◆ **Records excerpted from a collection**

────────

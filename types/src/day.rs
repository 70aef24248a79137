//! Calendar days as used by the board (`YYYY-MM-DD`).

use std::fmt;
use std::str::FromStr;

use chrono::{Datelike, Days, NaiveDate, Utc};
use serde::{Deserialize, Serialize};
use thiserror::Error;

const DAY_FORMAT: &str = "%Y-%m-%d";

pub const WEEKDAY_NAMES: [&str; 7] = ["Mon", "Tue", "Wed", "Thu", "Fri", "Sat", "Sun"];

#[derive(Debug, Error, PartialEq, Eq)]
#[error("invalid day '{0}': expected YYYY-MM-DD")]
pub struct DayParseError(pub String);

/// A calendar day, serialized as `YYYY-MM-DD`.
#[derive(Debug, Clone, Copy, PartialEq, Eq, Hash, PartialOrd, Ord, Serialize, Deserialize)]
#[serde(try_from = "String", into = "String")]
pub struct Day(NaiveDate);

impl Day {
    #[must_use]
    pub fn new(date: NaiveDate) -> Self {
        Self(date)
    }

    #[must_use]
    pub fn from_ymd(year: i32, month: u32, day: u32) -> Option<Self> {
        NaiveDate::from_ymd_opt(year, month, day).map(Self)
    }

    /// Today in UTC.
    #[must_use]
    pub fn today() -> Self {
        Self(Utc::now().date_naive())
    }

    pub fn parse(raw: &str) -> Result<Self, DayParseError> {
        NaiveDate::parse_from_str(raw.trim(), DAY_FORMAT)
            .map(Self)
            .map_err(|_| DayParseError(raw.to_string()))
    }

    #[must_use]
    pub fn date(self) -> NaiveDate {
        self.0
    }

    #[must_use]
    pub fn year(self) -> i32 {
        self.0.year()
    }

    #[must_use]
    pub fn month(self) -> u32 {
        self.0.month()
    }

    #[must_use]
    pub fn day_of_month(self) -> u32 {
        self.0.day()
    }

    /// Zero-based weekday index, Monday = 0.
    #[must_use]
    pub fn weekday_index(self) -> usize {
        self.0.weekday().num_days_from_monday() as usize
    }

    #[must_use]
    pub fn weekday_name(self) -> &'static str {
        WEEKDAY_NAMES[self.weekday_index()]
    }

    #[must_use]
    pub fn pred(self) -> Self {
        self.0.pred_opt().map_or(self, Self)
    }

    /// Monday through Sunday of the week containing `self`.
    #[must_use]
    pub fn week(self) -> [Day; 7] {
        let monday = self
            .0
            .checked_sub_days(Days::new(self.weekday_index() as u64))
            .unwrap_or(self.0);
        std::array::from_fn(|offset| {
            Self(
                monday
                    .checked_add_days(Days::new(offset as u64))
                    .unwrap_or(monday),
            )
        })
    }
}

impl fmt::Display for Day {
    fn fmt(&self, f: &mut fmt::Formatter<'_>) -> fmt::Result {
        write!(f, "{}", self.0.format(DAY_FORMAT))
    }
}

impl FromStr for Day {
    type Err = DayParseError;

    fn from_str(s: &str) -> Result<Self, Self::Err> {
        Self::parse(s)
    }
}

impl TryFrom<String> for Day {
    type Error = DayParseError;

    fn try_from(value: String) -> Result<Self, Self::Error> {
        Self::parse(&value)
    }
}

impl From<Day> for String {
    fn from(value: Day) -> Self {
        value.to_string()
    }
}
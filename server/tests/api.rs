use axum::Router;
use axum::body::{Body, to_bytes};
use axum::http::{HeaderValue, Method, Request, StatusCode, header};
use focuslab_providers::GeminiClient;
use focuslab_providers::retry::RetryConfig;
use focuslab_server::{AppState, TokenKeys, api_router};
use focuslab_store::Store;
use serde_json::{Value, json};
use std::time::Duration;
use tower::ServiceExt;
use wiremock::matchers::{method, path};
use wiremock::{Mock, MockServer, ResponseTemplate};

const ORIGIN: &str = "http://localhost:5173";

fn app_with(motivator: Option<GeminiClient>) -> Router {
    let state = AppState::new(
        Store::open_in_memory().unwrap(),
        TokenKeys::new("test-secret", 60),
        motivator,
    );
    api_router(state, HeaderValue::from_static(ORIGIN))
}

fn app() -> Router {
    app_with(None)
}

async fn send(app: &Router, request: Request<Body>) -> (StatusCode, Value) {
    let response = app.clone().oneshot(request).await.unwrap();
    let status = response.status();
    let bytes = to_bytes(response.into_body(), usize::MAX).await.unwrap();
    let body = if bytes.is_empty() {
        Value::Null
    } else {
        serde_json::from_slice(&bytes).unwrap()
    };
    (status, body)
}

fn json_request(method: Method, uri: &str, token: Option<&str>, body: &Value) -> Request<Body> {
    let mut builder = Request::builder()
        .method(method)
        .uri(uri)
        .header(header::CONTENT_TYPE, "application/json");
    if let Some(token) = token {
        builder = builder.header(header::AUTHORIZATION, format!("Bearer {token}"));
    }
    builder.body(Body::from(body.to_string())).unwrap()
}

fn get(uri: &str, token: Option<&str>) -> Request<Body> {
    let mut builder = Request::builder().uri(uri);
    if let Some(token) = token {
        builder = builder.header(header::AUTHORIZATION, format!("Bearer {token}"));
    }
    builder.body(Body::empty()).unwrap()
}

async fn signup_and_login(app: &Router, email: &str) -> String {
    let (status, _) = send(
        app,
        json_request(
            Method::POST,
            "/signup",
            None,
            &json!({ "email": email, "password": "pw-123" }),
        ),
    )
    .await;
    assert_eq!(status, StatusCode::CREATED);

    let form = format!("username={}&password=pw-123", email.replace('@', "%40"));
    let request = Request::builder()
        .method(Method::POST)
        .uri("/login")
        .header(header::CONTENT_TYPE, "application/x-www-form-urlencoded")
        .body(Body::from(form))
        .unwrap();
    let (status, body) = send(app, request).await;
    assert_eq!(status, StatusCode::OK);
    assert_eq!(body["token_type"], "bearer");
    body["access_token"].as_str().unwrap().to_string()
}

fn task_json(id: &str, text: &str, date: &str) -> Value {
    json!({
        "id": id,
        "text": text,
        "isCompleted": false,
        "date": date,
        "createdAt": "2024-03-04T08:00:00.000Z"
    })
}

#[tokio::test]
async fn health_is_open() {
    let (status, body) = send(&app(), get("/health", None)).await;
    assert_eq!(status, StatusCode::OK);
    assert_eq!(body["status"], "ok");
}

#[tokio::test]
async fn duplicate_signup_is_rejected() {
    let app = app();
    signup_and_login(&app, "a@example.com").await;
    let (status, body) = send(
        &app,
        json_request(
            Method::POST,
            "/signup",
            None,
            &json!({ "email": "A@example.com", "password": "other" }),
        ),
    )
    .await;
    assert_eq!(status, StatusCode::BAD_REQUEST);
    assert_eq!(body["detail"], "Email already registered");
}

#[tokio::test]
async fn wrong_password_is_unauthorized() {
    let app = app();
    signup_and_login(&app, "a@example.com").await;
    let request = Request::builder()
        .method(Method::POST)
        .uri("/login")
        .header(header::CONTENT_TYPE, "application/x-www-form-urlencoded")
        .body(Body::from("username=a%40example.com&password=nope"))
        .unwrap();
    let (status, body) = send(&app, request).await;
    assert_eq!(status, StatusCode::UNAUTHORIZED);
    assert_eq!(body["detail"], "Incorrect email or password");
}

#[tokio::test]
async fn data_routes_require_a_token() {
    let app = app();
    for uri in ["/tasks", "/habits"] {
        let (status, body) = send(&app, get(uri, None)).await;
        assert_eq!(status, StatusCode::UNAUTHORIZED);
        assert_eq!(body["detail"], "Unauthorized");

        let (status, _) = send(&app, get(uri, Some("not-a-jwt"))).await;
        assert_eq!(status, StatusCode::UNAUTHORIZED);
    }
}

#[tokio::test]
async fn task_lifecycle() {
    let app = app();
    let token = signup_and_login(&app, "a@example.com").await;
    let task = task_json("t1", "Write report", "2024-03-04");

    let (status, body) = send(
        &app,
        json_request(Method::POST, "/tasks", Some(&token), &task),
    )
    .await;
    assert_eq!(status, StatusCode::OK);
    assert_eq!(body["id"], "t1");

    let (status, body) = send(
        &app,
        json_request(
            Method::PUT,
            "/tasks/t1",
            Some(&token),
            &json!({ "isCompleted": true }),
        ),
    )
    .await;
    assert_eq!(status, StatusCode::OK);
    assert_eq!(body, json!({ "status": "updated" }));

    let (_, body) = send(&app, get("/tasks", Some(&token))).await;
    assert_eq!(body[0]["isCompleted"], true);
    assert_eq!(body[0]["text"], "Write report");

    let request = Request::builder()
        .method(Method::DELETE)
        .uri("/tasks/t1")
        .header(header::AUTHORIZATION, format!("Bearer {token}"))
        .body(Body::empty())
        .unwrap();
    let (status, body) = send(&app, request).await;
    assert_eq!(status, StatusCode::OK);
    assert_eq!(body, json!({ "status": "deleted" }));

    let (_, body) = send(&app, get("/tasks", Some(&token))).await;
    assert_eq!(body, json!([]));
}

#[tokio::test]
async fn tasks_are_private_per_user() {
    let app = app();
    let alice = signup_and_login(&app, "alice@example.com").await;
    let bob = signup_and_login(&app, "bob@example.com").await;

    send(
        &app,
        json_request(
            Method::POST,
            "/tasks",
            Some(&alice),
            &task_json("t1", "Alice only", "2024-03-04"),
        ),
    )
    .await;

    let (_, body) = send(&app, get("/tasks", Some(&bob))).await;
    assert_eq!(body, json!([]));
}

#[tokio::test]
async fn blank_task_text_is_rejected() {
    let app = app();
    let token = signup_and_login(&app, "a@example.com").await;
    let (status, _) = send(
        &app,
        json_request(
            Method::POST,
            "/tasks",
            Some(&token),
            &task_json("t1", "   ", "2024-03-04"),
        ),
    )
    .await;
    assert_eq!(status, StatusCode::UNPROCESSABLE_ENTITY);
}

#[tokio::test]
async fn habits_are_seeded_then_replaced() {
    let app = app();
    let token = signup_and_login(&app, "a@example.com").await;

    let (status, body) = send(&app, get("/habits", Some(&token))).await;
    assert_eq!(status, StatusCode::OK);
    let names: Vec<&str> = body
        .as_array()
        .unwrap()
        .iter()
        .map(|h| h["name"].as_str().unwrap())
        .collect();
    assert_eq!(names, ["Wake up 6am", "No A**", "NO dopamine"]);

    let (status, body) = send(
        &app,
        json_request(
            Method::PUT,
            "/habits/h2",
            Some(&token),
            &json!({ "id": "ignored", "name": "No snooze", "completedDates": ["2024-03-04"] }),
        ),
    )
    .await;
    assert_eq!(status, StatusCode::OK);
    assert_eq!(body["id"], "h2");

    let (_, body) = send(&app, get("/habits", Some(&token))).await;
    assert_eq!(body[1]["name"], "No snooze");
    assert_eq!(body[1]["completedDates"], json!(["2024-03-04"]));
}

#[tokio::test]
async fn blank_habit_names_are_rejected() {
    let app = app();
    let token = signup_and_login(&app, "a@example.com").await;

    let (status, _) = send(
        &app,
        json_request(
            Method::POST,
            "/habits",
            Some(&token),
            &json!({ "id": "h9", "name": "   ", "completedDates": [] }),
        ),
    )
    .await;
    assert_eq!(status, StatusCode::UNPROCESSABLE_ENTITY);

    let (status, _) = send(
        &app,
        json_request(
            Method::PUT,
            "/habits/h1",
            Some(&token),
            &json!({ "id": "h1", "name": "", "completedDates": [] }),
        ),
    )
    .await;
    assert_eq!(status, StatusCode::UNPROCESSABLE_ENTITY);

    let (status, body) = send(
        &app,
        json_request(
            Method::POST,
            "/habits",
            Some(&token),
            &json!({ "id": "h9", "name": "  Stretch ", "completedDates": [] }),
        ),
    )
    .await;
    assert_eq!(status, StatusCode::OK);
    assert_eq!(body["name"], "Stretch");
}

#[tokio::test]
async fn placeholder_habits_are_never_stored() {
    let app = app();
    let token = signup_and_login(&app, "a@example.com").await;
    let placeholder = json!({ "id": "temp_0_abc", "name": "Click to Edit", "completedDates": [] });

    let (status, body) = send(
        &app,
        json_request(Method::PUT, "/habits/temp_0_abc", Some(&token), &placeholder),
    )
    .await;
    assert_eq!(status, StatusCode::UNPROCESSABLE_ENTITY);
    assert!(body["detail"].is_string());

    let (status, _) = send(
        &app,
        json_request(Method::POST, "/habits", Some(&token), &placeholder),
    )
    .await;
    assert_eq!(status, StatusCode::UNPROCESSABLE_ENTITY);

    let (_, body) = send(&app, get("/habits", Some(&token))).await;
    let ids: Vec<&str> = body
        .as_array()
        .unwrap()
        .iter()
        .map(|h| h["id"].as_str().unwrap())
        .collect();
    assert_eq!(ids, ["h1", "h2", "h3"]);
}

#[tokio::test]
async fn motivation_without_key_is_canned() {
    let app = app();
    let token = signup_and_login(&app, "a@example.com").await;
    let (status, body) = send(
        &app,
        json_request(
            Method::POST,
            "/ai/motivation",
            Some(&token),
            &json!({ "completed_count": 3, "total_count": 4, "type": "encouragement" }),
        ),
    )
    .await;
    assert_eq!(status, StatusCode::OK);
    assert_eq!(body["message"], "Great job! (Configure API Key for AI)");
}

fn gemini(server: &MockServer) -> GeminiClient {
    GeminiClient::new("key", "gemini-2.5-flash")
        .unwrap()
        .with_base_url(server.uri())
        .with_retry(RetryConfig {
            max_retries: 0,
            initial_delay: Duration::from_millis(1),
            max_delay: Duration::from_millis(1),
            jitter_factor: 0.0,
        })
}

#[tokio::test]
async fn motivation_relays_model_text() {
    let server = MockServer::start().await;
    Mock::given(method("POST"))
        .and(path("/models/gemini-2.5-flash:generateContent"))
        .respond_with(ResponseTemplate::new(200).set_body_json(json!({
            "candidates": [{ "content": { "parts": [{ "text": "Finish strong." }] } }]
        })))
        .mount(&server)
        .await;

    let app = app_with(Some(gemini(&server)));
    let token = signup_and_login(&app, "a@example.com").await;
    let (_, body) = send(
        &app,
        json_request(
            Method::POST,
            "/ai/motivation",
            Some(&token),
            &json!({ "completed_count": 4, "total_count": 4, "type": "celebration" }),
        ),
    )
    .await;
    assert_eq!(body["message"], "Finish strong.");
}

#[tokio::test]
async fn motivation_falls_back_when_model_text_is_blank() {
    let server = MockServer::start().await;
    Mock::given(method("POST"))
        .and(path("/models/gemini-2.5-flash:generateContent"))
        .respond_with(ResponseTemplate::new(200).set_body_json(json!({
            "candidates": [{ "content": { "parts": [{ "text": "  " }] } }]
        })))
        .expect(1)
        .mount(&server)
        .await;

    let app = app_with(Some(gemini(&server)));
    let token = signup_and_login(&app, "a@example.com").await;
    let (status, body) = send(
        &app,
        json_request(
            Method::POST,
            "/ai/motivation",
            Some(&token),
            &json!({ "completed_count": 4, "total_count": 4, "type": "celebration" }),
        ),
    )
    .await;
    assert_eq!(status, StatusCode::OK);
    assert_eq!(body["message"], "Keep pushing forward.");
}

#[tokio::test]
async fn motivation_degrades_on_provider_failure() {
    let server = MockServer::start().await;
    Mock::given(method("POST"))
        .respond_with(ResponseTemplate::new(500))
        .mount(&server)
        .await;

    let app = app_with(Some(gemini(&server)));
    let token = signup_and_login(&app, "a@example.com").await;
    let (status, body) = send(
        &app,
        json_request(
            Method::POST,
            "/ai/motivation",
            Some(&token),
            &json!({ "completed_count": 3, "total_count": 4, "type": "encouragement" }),
        ),
    )
    .await;
    assert_eq!(status, StatusCode::OK);
    assert_eq!(body["message"], "Stay focused. Keep pushing.");
}

#[tokio::test]
async fn cors_preflight_allows_frontend_origin() {
    let request = Request::builder()
        .method(Method::OPTIONS)
        .uri("/tasks")
        .header(header::ORIGIN, ORIGIN)
        .header(header::ACCESS_CONTROL_REQUEST_METHOD, "PUT")
        .header(header::ACCESS_CONTROL_REQUEST_HEADERS, "authorization")
        .body(Body::empty())
        .unwrap();
    let response = app().oneshot(request).await.unwrap();
    let headers = response.headers();
    assert_eq!(headers[header::ACCESS_CONTROL_ALLOW_ORIGIN], ORIGIN);
    assert_eq!(headers[header::ACCESS_CONTROL_ALLOW_CREDENTIALS], "true");
}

────────

Copy out, from the records above, every line that holds the string "GeminiClient".

◆ **Task output**
use focuslab_providers::GeminiClient;
fn app_with(motivator: Option<GeminiClient>) -> Router {
fn gemini(server: &MockServer) -> GeminiClient {
    GeminiClient::new("key", "gemini-2.5-flash")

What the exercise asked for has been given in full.